In this example, we use validate.subset()
to check that the values in
the “state” column are members of the state_codes
set:
13 14 15 16 17 18 19 20 21 22 23 24 | ...
state_codes = {
'AL', 'AK', 'AZ', 'AR', 'CA', 'CO', 'CT', 'DE', 'FL', 'GA',
'HI', 'ID', 'IL', 'IN', 'IA', 'KS', 'KY', 'LA', 'ME', 'MD',
'MA', 'MI', 'MN', 'MS', 'MO', 'MT', 'NE', 'NV', 'NH', 'NJ',
'NM', 'NY', 'NC', 'ND', 'OH', 'OK', 'OR', 'PA', 'RI', 'SC',
'SD', 'TN', 'TX', 'UT', 'VT', 'VA', 'WA', 'WV', 'WI', 'WY',
'DC', 'AS', 'GU', 'MP', 'PR', 'VI', 'FM', 'MH', 'PW',
'AA', 'AE', 'AP',
}
validate.subset(df['state'], state_codes)
|
ZIP Code¶
The set of valid ZIP Codes is very large but they can be easily checked for well-formedness. Basic ZIP Codes are five digits and extended ZIP+4 Codes are nine digits (e.g., 20500 and 20500-0005).

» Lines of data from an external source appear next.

//! Reassembly of streamed function-call directives.
//!
//! The model announces a call with a chunk carrying an `id` and then streams
//! the JSON arguments in fragments that carry no id at all. Fragments always
//! extend the most recently announced call.

use crate::models::chat::ToolCall;
use serde::Deserialize;
use serde_json::Value;
use std::collections::HashMap;
use thiserror::Error;

/// One element of `choices[0].delta.tool_calls` in a stream chunk.
#[derive(Debug, Clone, Default, PartialEq, Deserialize)]
pub struct ToolCallChunk {
    #[serde(default)]
    pub index: Option<u32>,
    #[serde(default)]
    pub id: Option<String>,
    #[serde(default)]
    pub function: Option<FunctionChunk>,
}

#[derive(Debug, Clone, Default, PartialEq, Deserialize)]
pub struct FunctionChunk {
    #[serde(default)]
    pub name: Option<String>,
    #[serde(default)]
    pub arguments: Option<String>,
}

#[derive(Debug, Clone, PartialEq, Eq, Error)]
pub enum ToolCallError {
    #[error("Empty arguments for tool call")]
    EmptyArguments,

    #[error("{0}")]
    InvalidArguments(String),
}

/// A fully buffered call waiting to be executed.
#[derive(Debug, Clone, Default, PartialEq)]
pub struct PendingToolCall {
    pub id: String,
    pub name: String,
    pub arguments: String,
}

impl PendingToolCall {
    pub fn arguments_trimmed(&self) -> &str {
        self.arguments.trim()
    }

    pub fn parse_arguments(&self) -> Result<Value, ToolCallError> {
        let raw = self.arguments_trimmed();
        if raw.is_empty() {
            return Err(ToolCallError::EmptyArguments);
        }
        serde_json::from_str(raw).map_err(|e| ToolCallError::InvalidArguments(e.to_string()))
    }

    /// The call as replayed to the model in the follow-up request.
    pub fn to_tool_call(&self) -> ToolCall {
        ToolCall::function(&self.id, &self.name, self.arguments_trimmed())
    }
}

#[derive(Debug, Default)]
pub struct ToolCallAccumulator {
    calls: HashMap<String, PendingToolCall>,
    current: Option<String>,
}

impl ToolCallAccumulator {
    pub fn new() -> Self {
        Self::default()
    }

    pub fn absorb(&mut self, chunk: ToolCallChunk) {
        if let Some(id) = chunk.id.filter(|id| !id.is_empty()) {
            self.calls
                .entry(id.clone())
                .or_insert_with(|| PendingToolCall {
                    id: id.clone(),
                    ..Default::default()
                });
            self.current = Some(id);
        }

        let Some(call) = self
            .current
            .as_ref()
            .and_then(|id| self.calls.get_mut(id))
        else {
            tracing::debug!("Tool call fragment before any call was announced, ignoring");
            return;
        };

        if let Some(function) = chunk.function {
            if let Some(name) = function.name.filter(|name| !name.is_empty()) {
                call.name = name;
            }
            if let Some(arguments) = function.arguments {
                call.arguments.push_str(&arguments);
            }
        }
    }

    pub fn absorb_all(&mut self, chunks: Vec<ToolCallChunk>) {
        for chunk in chunks {
            self.absorb(chunk);
        }
    }

    pub fn has_pending(&self) -> bool {
        self.current.is_some()
    }

    /// Removes and returns the most recently announced call. Earlier calls
    /// announced in the same turn are discarded.
    pub fn take_current(&mut self) -> Option<PendingToolCall> {
        let id = self.current.take()?;
        let call = self.calls.remove(&id);
        if !self.calls.is_empty() {
            tracing::debug!(
                discarded = self.calls.len(),
                "Multiple tool calls announced, executing the last one"
            );
            self.calls.clear();
        }
        call
    }
}

#[cfg(test)]
mod tests {
    use super::*;
    use serde_json::json;

    fn opening(id: &str, name: &str, args: &str) -> ToolCallChunk {
        ToolCallChunk {
            index: Some(0),
            id: Some(id.to_string()),
            function: Some(FunctionChunk {
                name: Some(name.to_string()),
                arguments: Some(args.to_string()),
            }),
        }
    }

    fn fragment(args: &str) -> ToolCallChunk {
        ToolCallChunk {
            index: Some(0),
            id: None,
            function: Some(FunctionChunk {
                name: None,
                arguments: Some(args.to_string()),
            }),
        }
    }

    #[test]
    fn test_fragments_extend_current_call() {
        let mut acc = ToolCallAccumulator::new();
        acc.absorb(opening("call_1", "search_web", ""));
        acc.absorb(fragment("{\"que"));
        acc.absorb(fragment("ry\":\"sydney seo\"}"));

        let call = acc.take_current().unwrap();
        assert_eq!(call.id, "call_1");
        assert_eq!(call.name, "search_web");
        assert_eq!(call.parse_arguments().unwrap(), json!({"query": "sydney seo"}));
        assert!(acc.take_current().is_none());
    }

    #[test]
    fn test_fragment_before_announcement_is_ignored() {
        let mut acc = ToolCallAccumulator::new();
        acc.absorb(fragment("{}"));
        assert!(!acc.has_pending());
        assert!(acc.take_current().is_none());
    }

    #[test]
    fn test_last_announced_call_wins() {
        let mut acc = ToolCallAccumulator::new();
        acc.absorb(opening("call_1", "search_web", "{\"query\":\"a\"}"));
        acc.absorb(opening("call_2", "fetch_webpage", "{\"url\":"));
        acc.absorb(fragment("\"https://example.com\"}"));

        let call = acc.take_current().unwrap();
        assert_eq!(call.id, "call_2");
        assert_eq!(call.name, "fetch_webpage");
        assert_eq!(
            call.parse_arguments().unwrap(),
            json!({"url": "https://example.com"})
        );
    }

    #[test]
    fn test_repeated_id_reopens_buffer() {
        let mut acc = ToolCallAccumulator::new();
        acc.absorb(opening("call_1", "request_callback", "{\"name\":"));
        acc.absorb(ToolCallChunk {
            id: Some("call_1".to_string()),
            function: Some(FunctionChunk {
                name: None,
                arguments: Some("\"Ana\"}".to_string()),
            }),
            ..Default::default()
        });

        let call = acc.take_current().unwrap();
        assert_eq!(call.name, "request_callback");
        assert_eq!(call.arguments, "{\"name\":\"Ana\"}");
    }

    #[test]
    fn test_empty_arguments_rejected() {
        let call = PendingToolCall {
            id: "call_1".to_string(),
            name: "search_web".to_string(),
            arguments: "   ".to_string(),
        };
        assert_eq!(call.parse_arguments(), Err(ToolCallError::EmptyArguments));
        assert_eq!(
            ToolCallError::EmptyArguments.to_string(),
            "Empty arguments for tool call"
        );
    }

    #[test]
    fn test_truncated_arguments_rejected() {
        let call = PendingToolCall {
            id: "call_1".to_string(),
            name: "search_web".to_string(),
            arguments: "{\"query\": \"unfinished".to_string(),
        };
        assert!(matches!(
            call.parse_arguments(),
            Err(ToolCallError::InvalidArguments(_))
        ));
    }

    #[test]
    fn test_to_tool_call_uses_trimmed_arguments() {
        let call = PendingToolCall {
            id: "call_7".to_string(),
            name: "fetch_webpage".to_string(),
            arguments: " {\"url\":\"https://a.io\"}\n".to_string(),
        };
        let replay = call.to_tool_call();
        assert_eq!(replay.kind, "function");
        assert_eq!(replay.function.arguments, "{\"url\":\"https://a.io\"}");
    }
}
//! Security headers added to every response.

use axum::{
    body::Body,
    extract::State,
    http::{header, HeaderValue, Request},
    middleware::Next,
    response::Response,
};

pub mod headers {
    pub const X_CONTENT_TYPE_OPTIONS: &str = "x-content-type-options";
    pub const X_FRAME_OPTIONS: &str = "x-frame-options";
    pub const X_XSS_PROTECTION: &str = "x-xss-protection";
}

/// Adds `X-Content-Type-Options: nosniff`, `X-Frame-Options: DENY` and
/// `X-XSS-Protection: 1; mode=block`. `Strict-Transport-Security` is added
/// when the state flag (`security.hsts_enabled`) is set.
pub async fn security_headers_middleware(
    State(hsts_enabled): State<bool>,
    req: Request<Body>,
    next: Next,
) -> Response {
    let mut response = next.run(req).await;
    let h = response.headers_mut();

    h.insert(
        header::HeaderName::from_static(headers::X_CONTENT_TYPE_OPTIONS),
        HeaderValue::from_static("nosniff"),
    );
    h.insert(
        header::HeaderName::from_static(headers::X_FRAME_OPTIONS),
        HeaderValue::from_static("DENY"),
    );
    h.insert(
        header::HeaderName::from_static(headers::X_XSS_PROTECTION),
        HeaderValue::from_static("1; mode=block"),
    );

    if hsts_enabled {
        h.insert(
            header::STRICT_TRANSPORT_SECURITY,
            HeaderValue::from_static("max-age=31536000; includeSubDomains"),
        );
    }

    response
}
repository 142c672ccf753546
//! Brave Search web API.

use std::time::Duration;

use domain::models::tools::SearchResult;
use reqwest::Client;
use serde::Deserialize;
use thiserror::Error;
use tracing::debug;

use crate::config::ToolsConfig;

/// Results requested from and kept per query.
pub const RESULT_COUNT: usize = 5;

#[derive(Debug, Error)]
pub enum SearchError {
    #[error("Search request timed out")]
    Timeout,

    #[error("HTTP error: {0}")]
    Http(String),

    #[error("Brave returned {status}: {body}")]
    Upstream { status: u16, body: String },

    #[error("Invalid response from Brave: {0}")]
    InvalidResponse(String),
}

#[derive(Debug, Default, Deserialize)]
struct BraveResponse {
    #[serde(default)]
    web: Option<BraveWeb>,
}

#[derive(Debug, Default, Deserialize)]
struct BraveWeb {
    #[serde(default)]
    results: Vec<BraveResult>,
}

#[derive(Debug, Deserialize)]
struct BraveResult {
    #[serde(default)]
    title: String,
    #[serde(default)]
    description: String,
    #[serde(default)]
    url: String,
}

impl BraveResponse {
    fn into_results(self) -> Vec<SearchResult> {
        self.web
            .map(|web| web.results)
            .unwrap_or_default()
            .into_iter()
            .take(RESULT_COUNT)
            .map(|r| SearchResult {
                title: r.title,
                description: r.description,
                url: r.url,
            })
            .collect()
    }
}

#[derive(Clone)]
pub struct BraveSearchClient {
    client: Client,
    api_url: String,
    api_key: String,
}

impl BraveSearchClient {
    pub fn new(config: &ToolsConfig) -> Result<Self, SearchError> {
        let client = Client::builder()
            .timeout(Duration::from_secs(config.search_timeout_secs))
            .build()
            .map_err(|e| SearchError::Http(e.to_string()))?;

        Ok(Self {
            client,
            api_url: config.brave_api_url.clone(),
            api_key: config.brave_api_key.clone(),
        })
    }

    pub async fn search(&self, query: &str) -> Result<Vec<SearchResult>, SearchError> {
        debug!(query = %query, "Calling Brave search");

        let count = RESULT_COUNT.to_string();
        let response = self
            .client
            .get(&self.api_url)
            .query(&[("q", query), ("count", count.as_str())])
            .header("X-Subscription-Token", &self.api_key)
            .header("Accept", "application/json")
            .send()
            .await
            .map_err(|e| {
                if e.is_timeout() {
                    SearchError::Timeout
                } else {
                    SearchError::Http(e.to_string())
                }
            })?;

        let status = response.status();
        if !status.is_success() {
            let body = response.text().await.unwrap_or_default();
            return Err(SearchError::Upstream {
                status: status.as_u16(),
                body,
            });
        }

        let parsed: BraveResponse = response
            .json()
            .await
            .map_err(|e| SearchError::InvalidResponse(e.to_string()))?;

        Ok(parsed.into_results())
    }
}

#[cfg(test)]
mod tests {
    use super::*;
    use serde_json::json;

    #[test]
    fn test_results_are_capped() {
        let results: Vec<_> = (0..8)
            .map(|i| json!({"title": format!("t{}", i), "description": "d", "url": format!("https://e.com/{}", i), "age": "1d"}))
            .collect();
        let body = json!({"web": {"results": results}});

        let parsed: BraveResponse = serde_json::from_value(body).unwrap();
        let results = parsed.into_results();
        assert_eq!(results.len(), RESULT_COUNT);
        assert_eq!(results[0].title, "t0");
        assert_eq!(results[4].url, "https://e.com/4");
    }

    #[test]
    fn test_missing_web_section() {
        let parsed: BraveResponse = serde_json::from_value(json!({"query": {}})).unwrap();
        assert!(parsed.into_results().is_empty());
    }
}
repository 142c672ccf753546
pub mod app;
pub mod config;
pub mod error;
pub mod extractors;
pub mod middleware;
pub mod routes;
pub mod services;
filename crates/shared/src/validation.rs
//! Common validation utilities.

use lazy_static::lazy_static;
use regex::Regex;

lazy_static! {
    /// Loose address check: something, an `@`, something, a dot, something.
    static ref EMAIL_REGEX: Regex = Regex::new(r"^[^\s@]+@[^\s@]+\.[^\s@]+$").unwrap();
}

/// Returns true when `email` looks like a deliverable address.
pub fn is_valid_email(email: &str) -> bool {
    EMAIL_REGEX.is_match(email)
}

/// Returns true for absolute `http://` or `https://` URLs.
pub fn is_http_url(url: &str) -> bool {
    url.starts_with("http://") || url.starts_with("https://")
}

#[cfg(test)]
mod tests {
    use super::*;
    use fake::faker::internet::en::SafeEmail;
    use fake::Fake;

    #[test]
    fn test_valid_emails() {
        assert!(is_valid_email("hello@websited.org"));
        assert!(is_valid_email("first.last+tag@sub.example.com.au"));
    }

    #[test]
    fn test_generated_emails_are_valid() {
        for _ in 0..20 {
            let email: String = SafeEmail().fake();
            assert!(is_valid_email(&email), "{} should be valid", email);
        }
    }

    #[test]
    fn test_invalid_emails() {
        assert!(!is_valid_email(""));
        assert!(!is_valid_email("no-at-sign.com"));
        assert!(!is_valid_email("missing@tld"));
        assert!(!is_valid_email("spaces in@example.com"));
        assert!(!is_valid_email("@example.com"));
    }

    #[test]
    fn test_is_http_url() {
        assert!(is_http_url("https://websited.org"));
        assert!(is_http_url("http://example.com/page"));
        assert!(!is_http_url("ftp://example.com"));
        assert!(!is_http_url("example.com"));
        assert!(!is_http_url(""));
    }
}
//! Static website files and the JSON 404 for everything else.

use axum::{handler::HandlerWithoutStateExt, http::StatusCode, Json, Router};
use serde_json::{json, Value};
use tower_http::services::ServeDir;

/// Serves `public_dir` as-is. Directory paths (including `/`) resolve to
/// their `index.html`; misses of any method get [`not_found`].
pub fn public_files<S>(public_dir: &str) -> Router<S>
where
    S: Clone + Send + Sync + 'static,
{
    let files = ServeDir::new(public_dir)
        .append_index_html_on_directories(true)
        .call_fallback_on_method_not_allowed(true)
        .not_found_service(not_found.into_service());

    Router::new().fallback_service(files)
}

pub async fn not_found() -> (StatusCode, Json<Value>) {
    (StatusCode::NOT_FOUND, Json(json!({ "error": "Not found" })))
}

#[cfg(test)]
mod tests {
    use super::*;
    use axum::{body::Body, http::Request};
    use tower::ServiceExt;

    fn temp_site() -> std::path::PathBuf {
        let dir = std::env::temp_dir().join(format!("websited-site-{}", uuid::Uuid::new_v4()));
        std::fs::create_dir_all(&dir).unwrap();
        std::fs::write(dir.join("index.html"), "<h1>Websited</h1>").unwrap();
        std::fs::write(dir.join("styles.css"), "body{}").unwrap();
        dir
    }

    #[tokio::test]
    async fn test_root_serves_index() {
        let dir = temp_site();
        let app: Router = public_files(dir.to_str().unwrap());

        let response = app
            .oneshot(Request::get("/").body(Body::empty()).unwrap())
            .await
            .unwrap();
        assert_eq!(response.status(), StatusCode::OK);
        let body = axum::body::to_bytes(response.into_body(), usize::MAX)
            .await
            .unwrap();
        assert_eq!(&body[..], b"<h1>Websited</h1>");
    }

    #[tokio::test]
    async fn test_existing_asset_is_served() {
        let dir = temp_site();
        let app: Router = public_files(dir.to_str().unwrap());

        let response = app
            .oneshot(Request::get("/styles.css").body(Body::empty()).unwrap())
            .await
            .unwrap();
        assert_eq!(response.status(), StatusCode::OK);
    }

    #[tokio::test]
    async fn test_missing_path_is_json_404() {
        let dir = temp_site();
        let app: Router = public_files(dir.to_str().unwrap());

        let response = app
            .oneshot(Request::get("/nope.html").body(Body::empty()).unwrap())
            .await
            .unwrap();
        assert_eq!(response.status(), StatusCode::NOT_FOUND);
        let body = axum::body::to_bytes(response.into_body(), usize::MAX)
            .await
            .unwrap();
        let json: Value = serde_json::from_slice(&body).unwrap();
        assert_eq!(json["error"], "Not found");
    }

    #[tokio::test]
    async fn test_unknown_post_is_json_404() {
        let dir = temp_site();
        let app: Router = public_files(dir.to_str().unwrap());

        let response = app
            .oneshot(
                Request::post("/api/unknown")
                    .body(Body::empty())
                    .unwrap(),
            )
            .await
            .unwrap();
        assert_eq!(response.status(), StatusCode::NOT_FOUND);
    }
}
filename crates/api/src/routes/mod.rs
//! HTTP route handlers.

pub mod callbacks;
pub mod chat;
pub mod contact;
pub mod health;
pub mod site;
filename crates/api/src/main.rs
use std::net::SocketAddr;
use std::sync::Arc;
use std::time::Duration;

use anyhow::Result;
use tracing::{debug, info};

use websited_api::app::{build_router, AppState};
use websited_api::config::Config;
use websited_api::error::expose_error_details;
use websited_api::middleware::{self, RateLimiterState};

const RATE_LIMIT_PRUNE_INTERVAL: Duration = Duration::from_secs(60);

#[tokio::main]
async fn main() -> Result<()> {
    // Load .env file if present
    dotenvy::dotenv().ok();

    let config = Config::load()?;

    middleware::logging::init_logging(&config.logging);
    middleware::init_metrics()?;
    expose_error_details(config.server.is_development());

    info!("Starting Websited server v{}", env!("CARGO_PKG_VERSION"));

    let pool = persistence::db::create_pool(&(&config.database).into()).await?;

    info!("Running database migrations...");
    sqlx::migrate!("../persistence/src/migrations")
        .run(&pool)
        .await?;
    info!("Migrations completed");

    if !config.chat.is_available() {
        info!("chat.api_key not set, chat assistant disabled");
    }
    if !config.email.enabled {
        info!("Email delivery disabled, messages will only be logged");
    }

    let addr = config.socket_addr()?;
    let state = AppState::new(config, pool)?;

    if let Some(limiter) = state.rate_limiter.clone() {
        spawn_rate_limit_pruner(limiter);
    }

    let app = build_router(state);

    info!("Server listening on {}", addr);
    let listener = tokio::net::TcpListener::bind(addr).await?;
    axum::serve(
        listener,
        app.into_make_service_with_connect_info::<SocketAddr>(),
    )
    .await?;

    Ok(())
}

fn spawn_rate_limit_pruner(limiter: Arc<RateLimiterState>) {
    tokio::spawn(async move {
        let mut interval = tokio::time::interval(RATE_LIMIT_PRUNE_INTERVAL);
        loop {
            interval.tick().await;
            limiter.prune();
            debug!(clients = limiter.tracked_clients(), "Pruned rate limiter");
        }
    });
}
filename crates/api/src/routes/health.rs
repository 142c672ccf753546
//! Health check endpoint handlers.

use axum::{extract::State, http::StatusCode, Json};
use chrono::{DateTime, Utc};
use serde::Serialize;

use crate::app::AppState;

/// Liveness response.
#[derive(Debug, Serialize)]
pub struct HealthResponse {
    pub status: String,
    /// Seconds since the process started serving.
    pub uptime: f64,
    pub timestamp: DateTime<Utc>,
}

/// Readiness response.
#[derive(Debug, Serialize)]
#[serde(rename_all = "snake_case")]
pub struct ReadyResponse {
    pub status: String,
    pub database: DatabaseHealth,
}

#[derive(Debug, Serialize)]
#[serde(rename_all = "snake_case")]
pub struct DatabaseHealth {
    pub connected: bool,
    pub latency_ms: Option<u64>,
}

/// `GET /health`. Never touches the database.
pub async fn health_check(State(state): State<AppState>) -> Json<HealthResponse> {
    Json(HealthResponse {
        status: "ok".to_string(),
        uptime: state.started_at.elapsed().as_secs_f64(),
        timestamp: Utc::now(),
    })
}

/// `GET /health/ready`: 503 when the database does not answer.
pub async fn ready(
    State(state): State<AppState>,
) -> Result<Json<ReadyResponse>, (StatusCode, Json<ReadyResponse>)> {
    let start = std::time::Instant::now();
    let db_connected = persistence::db::ping(&state.pool).await.is_ok();
    let latency_ms = start.elapsed().as_millis() as u64;
    persistence::metrics::record_pool_metrics(&state.pool);

    let response = ReadyResponse {
        status: if db_connected { "ready" } else { "unavailable" }.to_string(),
        database: DatabaseHealth {
            connected: db_connected,
            latency_ms: db_connected.then_some(latency_ms),
        },
    };

    if db_connected {
        Ok(Json(response))
    } else {
        tracing::warn!("Readiness check failed: database unreachable");
        Err((StatusCode::SERVICE_UNAVAILABLE, Json(response)))
    }
}
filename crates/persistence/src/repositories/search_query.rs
//! Search query log repository.
//!
//! Every Brave search and every webpage fetch issued by the chat tools is
//! logged here; the counts back the per-session limits and the monthly quota.

use sqlx::PgPool;

use crate::entities::{SearchQueryEntity, WEBPAGE_QUERY_PREFIX};
use crate::metrics::QueryTimer;

/// Repository for `search_queries`.
#[derive(Clone)]
pub struct SearchQueryRepository {
    pool: PgPool,
}

impl SearchQueryRepository {
    pub fn new(pool: PgPool) -> Self {
        Self { pool }
    }

    /// Web searches already made in a chat session. `webpage:` rows are
    /// left out: fetches have their own session limit and never reach Brave.
    pub async fn count_searches_for_session(&self, session_id: &str) -> Result<i64, sqlx::Error> {
        let timer = QueryTimer::new("count_searches_for_session");
        let result = sqlx::query_scalar::<_, i64>(
            r#"
            SELECT COUNT(*) FROM search_queries
            WHERE session_id = $1 AND query NOT LIKE $2
            "#,
        )
        .bind(session_id)
        .bind(format!("{}%", WEBPAGE_QUERY_PREFIX))
        .fetch_one(&self.pool)
        .await;
        timer.record();
        result
    }

    /// Webpage fetches already made in a chat session.
    pub async fn count_fetches_for_session(&self, session_id: &str) -> Result<i64, sqlx::Error> {
        let timer = QueryTimer::new("count_fetches_for_session");
        let result = sqlx::query_scalar::<_, i64>(
            r#"
            SELECT COUNT(*) FROM search_queries
            WHERE session_id = $1 AND query LIKE $2
            "#,
        )
        .bind(session_id)
        .bind(format!("{}%", WEBPAGE_QUERY_PREFIX))
        .fetch_one(&self.pool)
        .await;
        timer.record();
        result
    }

    /// Web searches since the start of the current calendar month. Only
    /// these spend the Brave quota, so `webpage:` rows are left out.
    pub async fn count_searches_this_month(&self) -> Result<i64, sqlx::Error> {
        let timer = QueryTimer::new("count_searches_this_month");
        let result = sqlx::query_scalar::<_, i64>(
            r#"
            SELECT COUNT(*) FROM search_queries
            WHERE created_at >= date_trunc('month', CURRENT_TIMESTAMP)
              AND query NOT LIKE $1
            "#,
        )
        .bind(format!("{}%", WEBPAGE_QUERY_PREFIX))
        .fetch_one(&self.pool)
        .await;
        timer.record();
        result
    }

    pub async fn log_search(
        &self,
        query: &str,
        session_id: &str,
        results_count: i32,
    ) -> Result<SearchQueryEntity, sqlx::Error> {
        self.insert("log_search", query.to_string(), session_id, results_count)
            .await
    }

    pub async fn log_webpage_fetch(
        &self,
        url: &str,
        session_id: &str,
    ) -> Result<SearchQueryEntity, sqlx::Error> {
        self.insert(
            "log_webpage_fetch",
            format!("{}{}", WEBPAGE_QUERY_PREFIX, url),
            session_id,
            1,
        )
        .await
    }

    async fn insert(
        &self,
        query_name: &'static str,
        query: String,
        session_id: &str,
        results_count: i32,
    ) -> Result<SearchQueryEntity, sqlx::Error> {
        let timer = QueryTimer::new(query_name);
        let result = sqlx::query_as::<_, SearchQueryEntity>(
            r#"
            INSERT INTO search_queries (query, session_id, results_count)
            VALUES ($1, $2, $3)
            RETURNING id, query, session_id, results_count, created_at
            "#,
        )
        .bind(query)
        .bind(session_id)
        .bind(results_count)
        .fetch_one(&self.pool)
        .await;
        timer.record();
        result
    }
}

This example uses a regex, ^\d{5}(-\d{4})?$
, to match the two possible
formats:
25 26 27 | ...
validate.regex(df['zipcode'], r'^\d{5}(-\d{4})?$')
|
State and ZIP Code Consistency¶
The first digit of a ZIP Code is associated with a specific region of the country (a group of states). For example, ZIP Codes beginning with “4” only occur in Indiana, Kentucky, Michigan, and Ohio. We can use these regional associations as a sanity check to make sure that our “state” and “zipcode” values are plausible and consistent.
The following example defines a helper function, state_zip_consistency()
,
to check the first digit of a ZIP Code against a set of associated state
codes:
28 29 30 31 32 33 34 35 36 37 38 39 40 41 42 43 44 45 46 47 48 | ...
def state_zip_consistency(state_zipcode):
"""ZIP Code should be consistent with state."""
lookup = {
'0': {'CT', 'MA', 'ME', 'NH', 'NJ', 'NY', 'PR', 'RI', 'VT', 'VI', 'AE'},
'1': {'DE', 'NY', 'PA'},
'2': {'DC', 'MD', 'NC', 'SC', 'VA', 'WV'},
'3': {'AL', 'FL', 'GA', 'MS', 'TN', 'AA'},
'4': {'IN', 'KY', 'MI', 'OH'},
'5': {'IA', 'MN', 'MT', 'ND', 'SD', 'WI'},
'6': {'IL', 'KS', 'MO', 'NE'},
'7': {'AR', 'LA', 'OK', 'TX'},
'8': {'AZ', 'CO', 'ID', 'NM', 'NV', 'UT', 'WY'},
'9': {'AK', 'AS', 'CA', 'GU', 'HI', 'MH', 'FM', 'MP', 'OR', 'PW', 'WA', 'AP'},
}
state, zipcode = state_zipcode
first_digit = zipcode[0]
return state in lookup[first_digit]
validate(df[['state', 'zipcode']], state_zip_consistency)
|
This check works well to detect data processing errors that might mis-align or otherwise damage “state” and “zipcode” values. But it cannot detect if ZIP Codes are assigned to the wrong states within in the same region—for example, it wouldn’t be able to determine if an Indiana ZIP Code was used on an Kentucky address (since the ZIP Codes in both of these states begin with “4”).